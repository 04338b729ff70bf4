//! STM32F103 Blue Pill Busy-Wait Blink
//! =============================================================================================
//!
//! Date			Author          Notes
//! 2025-07-20	    YHY             Initial release
//!
//!==============================================================================================
//!
//! 无调度器版本：SysTick 每毫秒推进一次节拍时钟，主循环在两次翻转之间
//! 忙等该时钟。
//!
//! Hardware Connections:
//!   On-board LED -> PC13 (低电平点亮)
//!
//! Features:
//! 1. 外部 8MHz 晶振倍频到 72MHz 系统时钟
//! 2. 1kHz SysTick 驱动节拍时钟
//! 3. LED 以 1Hz 闪烁（亮 500ms，灭 500ms）

#![no_std] // 禁用标准库，适用于裸机嵌入式环境
#![no_main] // 禁用标准main入口，使用自定义入口点

use bluepill_tick::hardware::Blinker;
use bluepill_tick::hardware::board::{self, BoardLed, CORE_HZ};
use bluepill_tick::kernel::clock::TickClock;
use bluepill_tick::kernel::config::DEFAULT_TICK_HZ;
use bluepill_tick::kernel::delay::BusyDelay; // 忙等延时
use bluepill_tick::kernel::port::armv7m::configure_systick;
use cortex_m_rt::{entry, exception};
use embassy_stm32::gpio::{Level, Output, Speed};
use {defmt_rtt as _, panic_probe as _}; // 日志记录和panic处理

/// 系统节拍时钟（毫秒），只在 SysTick 中断里递增
static CLOCK: TickClock = TickClock::new(DEFAULT_TICK_HZ);

/// 主入口函数
///
/// 负责：
/// 1. 配置系统时钟（HSE 8MHz + PLL倍频到72MHz）
/// 2. 配置板载LED（PC13）
/// 3. 启动 1kHz SysTick
/// 4. 进入忙等闪烁循环，永不返回
#[entry]
fn main() -> ! {
    // 初始化外设（72MHz 时钟树）
    let p = embassy_stm32::init(board::clock_config());

    // 获取内核外设（SysTick），只能获取一次
    let Some(mut cp) = cortex_m::Peripherals::take() else {
        defmt::error!("内核外设已被占用");
        halt();
    };

    // 板载LED，初始为熄灭（高电平）
    let led = BoardLed::active_low(Output::new(p.PC13, Level::High, Speed::Low));

    // 1ms 一次 SysTick 中断
    configure_systick(&mut cp.SYST, CORE_HZ, DEFAULT_TICK_HZ);
    defmt::info!("忙等闪烁启动，节拍频率 {} Hz", CLOCK.tick_hz());

    // 亮 500ms / 灭 500ms
    Blinker::square(led, BusyDelay::new(&CLOCK), 500).run()
}

/// 出错后停机
fn halt() -> ! {
    loop {
        cortex_m::asm::nop();
    }
}

/// SysTick 中断：节拍时钟加一
#[exception]
fn SysTick() {
    CLOCK.increment();
}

- _WORK ORDER_
Every line from the one with "Pill Busy-Wait Blink" through the last line of the records above should be returned exactly, please, and no others.

- _EXERCISE OUTPUT_
//! STM32F103 Blue Pill Busy-Wait Blink
//! =============================================================================================
//!
//! Date			Author          Notes
//! 2025-07-20	    YHY             Initial release
//!
//!==============================================================================================
//!
//! 无调度器版本：SysTick 每毫秒推进一次节拍时钟，主循环在两次翻转之间
//! 忙等该时钟。
//!
//! Hardware Connections:
//!   On-board LED -> PC13 (低电平点亮)
//!
//! Features:
//! 1. 外部 8MHz 晶振倍频到 72MHz 系统时钟
//! 2. 1kHz SysTick 驱动节拍时钟
//! 3. LED 以 1Hz 闪烁（亮 500ms，灭 500ms）

#![no_std] // 禁用标准库，适用于裸机嵌入式环境
#![no_main] // 禁用标准main入口，使用自定义入口点

use bluepill_tick::hardware::Blinker;
use bluepill_tick::hardware::board::{self, BoardLed, CORE_HZ};
use bluepill_tick::kernel::clock::TickClock;
use bluepill_tick::kernel::config::DEFAULT_TICK_HZ;
use bluepill_tick::kernel::delay::BusyDelay; // 忙等延时
use bluepill_tick::kernel::port::armv7m::configure_systick;
use cortex_m_rt::{entry, exception};
use embassy_stm32::gpio::{Level, Output, Speed};
use {defmt_rtt as _, panic_probe as _}; // 日志记录和panic处理

/// 系统节拍时钟（毫秒），只在 SysTick 中断里递增
static CLOCK: TickClock = TickClock::new(DEFAULT_TICK_HZ);

/// 主入口函数
///
/// 负责：
/// 1. 配置系统时钟（HSE 8MHz + PLL倍频到72MHz）
/// 2. 配置板载LED（PC13）
/// 3. 启动 1kHz SysTick
/// 4. 进入忙等闪烁循环，永不返回
#[entry]
fn main() -> ! {
    // 初始化外设（72MHz 时钟树）
    let p = embassy_stm32::init(board::clock_config());

    // 获取内核外设（SysTick），只能获取一次
    let Some(mut cp) = cortex_m::Peripherals::take() else {
        defmt::error!("内核外设已被占用");
        halt();
    };

    // 板载LED，初始为熄灭（高电平）
    let led = BoardLed::active_low(Output::new(p.PC13, Level::High, Speed::Low));

    // 1ms 一次 SysTick 中断
    configure_systick(&mut cp.SYST, CORE_HZ, DEFAULT_TICK_HZ);
    defmt::info!("忙等闪烁启动，节拍频率 {} Hz", CLOCK.tick_hz());

    // 亮 500ms / 灭 500ms
    Blinker::square(led, BusyDelay::new(&CLOCK), 500).run()
}

/// 出错后停机
fn halt() -> ! {
    loop {
        cortex_m::asm::nop();
    }
}

/// SysTick 中断：节拍时钟加一
#[exception]
fn SysTick() {
    CLOCK.increment();
}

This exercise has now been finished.